Les mères et les médecins craignent les conséquences de la fermeture obstétricale de Gander

Les mères et les médecins craignent les conséquences de la fermeture obstétricale de Gander

Chelsey Earle ne se souvient pas de grand-chose. À cause d’une douleur aveuglante, elle se souvient avoir dit à son partenaire, Tyler Wicks, de ralentir au cas où ils heurteraient un orignal. Elle se souvient que le médecin des urgences lui avait dit qu’il n’avait pas donné naissance à un bébé depuis longtemps. Elle se souvient du trajet en ambulance vers un autre hôpital, où son fils est finalement né.
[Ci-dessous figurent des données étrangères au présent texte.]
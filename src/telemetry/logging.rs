//! Structured logging setup

use serde::Deserialize;
use tracing_subscriber::{fmt, layer::SubscriberExt, util::SubscriberInitExt, EnvFilter};

/// Log output format
#[derive(Debug, Clone, Copy, Default, PartialEq, Eq, Deserialize)]
#[serde(rename_all = "lowercase")]
pub enum LogFormat {
    /// Human-readable format
    #[default]
    Pretty,
    /// JSON format for log aggregation
    Json,
}

/// Initialize logging with the given level; `RUST_LOG` takes precedence
pub fn init_logging(level: &str, format: LogFormat) -> anyhow::Result<()> {
    let filter = EnvFilter::try_from_default_env().unwrap_or_else(|_| EnvFilter::new(level));
    let registry = tracing_subscriber::registry().with(filter);

    let result = match format {
        LogFormat::Pretty => registry.with(fmt::layer().with_target(false)).try_init(),
        LogFormat::Json => registry.with(fmt::layer().json()).try_init(),
    };
    result.map_err(|e| anyhow::anyhow!("Failed to init logging: {}", e))?;

    Ok(())
}
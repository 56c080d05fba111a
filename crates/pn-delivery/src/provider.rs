//! Provider registration types and the opaque transport boundary
//!
//! A `Provider` is a concrete external transport implementing one channel.
//! It is immutable after registration; the manager owns all mutable state
//! (health, rate counters, stats) keyed by provider identity.

use std::sync::Arc;
use std::sync::OnceLock;

use async_trait::async_trait;
use regex::Regex;
use thiserror::Error;

use pn_common::{Address, ChannelType, DeliveryRequest};

use crate::error::{DeliveryError, Result};

/// Receipt returned by a transport for an accepted message.
#[derive(Debug, Clone)]
pub struct TransportReceipt {
    /// Message identifier assigned by the external provider.
    pub external_id: String,
}

/// Errors crossing the transport boundary.
#[derive(Error, Debug)]
pub enum TransportError {
    #[error("Transport rejected the message: {0}")]
    Rejected(String),

    #[error("Transport connection failed: {0}")]
    Connection(String),
}

/// Opaque request/response boundary to an external delivery network.
///
/// Implementations must not retry internally; failover and retry policy
/// belong to the `DeliveryManager`.
#[async_trait]
pub trait ProviderTransport: Send + Sync {
    async fn send(
        &self,
        address: &Address,
        request: &DeliveryRequest,
    ) -> std::result::Result<TransportReceipt, TransportError>;
}

/// A registered delivery provider. Lower priority is preferred.
#[derive(Clone)]
pub struct Provider {
    pub id: String,
    pub channel: ChannelType,
    pub priority: u32,
    pub features: Vec<String>,
    /// Per-second send ceiling. None = unlimited.
    pub max_per_second: Option<u32>,
    /// Per-day send ceiling. None = unlimited.
    pub max_per_day: Option<u64>,
    pub cost_per_message_cents: u32,
    pub transport: Arc<dyn ProviderTransport>,
}

impl Provider {
    pub fn new(
        id: impl Into<String>,
        channel: ChannelType,
        priority: u32,
        transport: Arc<dyn ProviderTransport>,
    ) -> Self {
        Self {
            id: id.into(),
            channel,
            priority,
            features: Vec::new(),
            max_per_second: None,
            max_per_day: None,
            cost_per_message_cents: 0,
            transport,
        }
    }

    pub fn with_rate_limits(mut self, max_per_second: Option<u32>, max_per_day: Option<u64>) -> Self {
        self.max_per_second = max_per_second;
        self.max_per_day = max_per_day;
        self
    }

    pub fn with_cost(mut self, cost_per_message_cents: u32) -> Self {
        self.cost_per_message_cents = cost_per_message_cents;
        self
    }

    pub fn with_features(mut self, features: Vec<String>) -> Self {
        self.features = features;
        self
    }
}

impl std::fmt::Debug for Provider {
    fn fmt(&self, f: &mut std::fmt::Formatter<'_>) -> std::fmt::Result {
        f.debug_struct("Provider")
            .field("id", &self.id)
            .field("channel", &self.channel)
            .field("priority", &self.priority)
            .field("max_per_second", &self.max_per_second)
            .field("max_per_day", &self.max_per_day)
            .field("cost_per_message_cents", &self.cost_per_message_cents)
            .finish()
    }
}

fn email_regex() -> &'static Regex {
    static RE: OnceLock<Regex> = OnceLock::new();
    RE.get_or_init(|| Regex::new(r"^[^@\s]+@[^@\s]+\.[^@\s]+$").expect("static regex"))
}

fn phone_regex() -> &'static Regex {
    // E.164: + followed by 8..15 digits
    static RE: OnceLock<Regex> = OnceLock::new();
    RE.get_or_init(|| Regex::new(r"^\+[1-9]\d{7,14}$").expect("static regex"))
}

/// Validate channel-specific addressing before any provider is consulted.
pub fn validate_address(address: &Address) -> Result<()> {
    let valid = match address {
        Address::Email(s) => email_regex().is_match(s),
        Address::Phone(s) => phone_regex().is_match(s),
    };

    if valid {
        Ok(())
    } else {
        Err(DeliveryError::InvalidRecipient(address.as_str().to_string()))
    }
}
Grayson Wicks est né fin août après un travail chaotique qui, selon Earle, met en évidence la lutte que certaines familles ont dû affronter à la suite d’une fermeture obstétricale à Gander. Elle rejoint un chœur croissant de voix – y compris le personnel de l’hôpital – qui plaident pour la réouverture de l’unité, malgré une recommandation de la fermer définitivement.

“Après avoir tellement souffert et ne pas avoir pris de médicaments ou quoi que ce soit, et l’inquiétude de savoir si quelque chose devait arriver avec moi ou lui … tellement de choses me traversaient l’esprit”, a déclaré Earle depuis sa maison à Badger’s Quay, à New-Wes-Valley sur la côte nord-est de Terre-Neuve.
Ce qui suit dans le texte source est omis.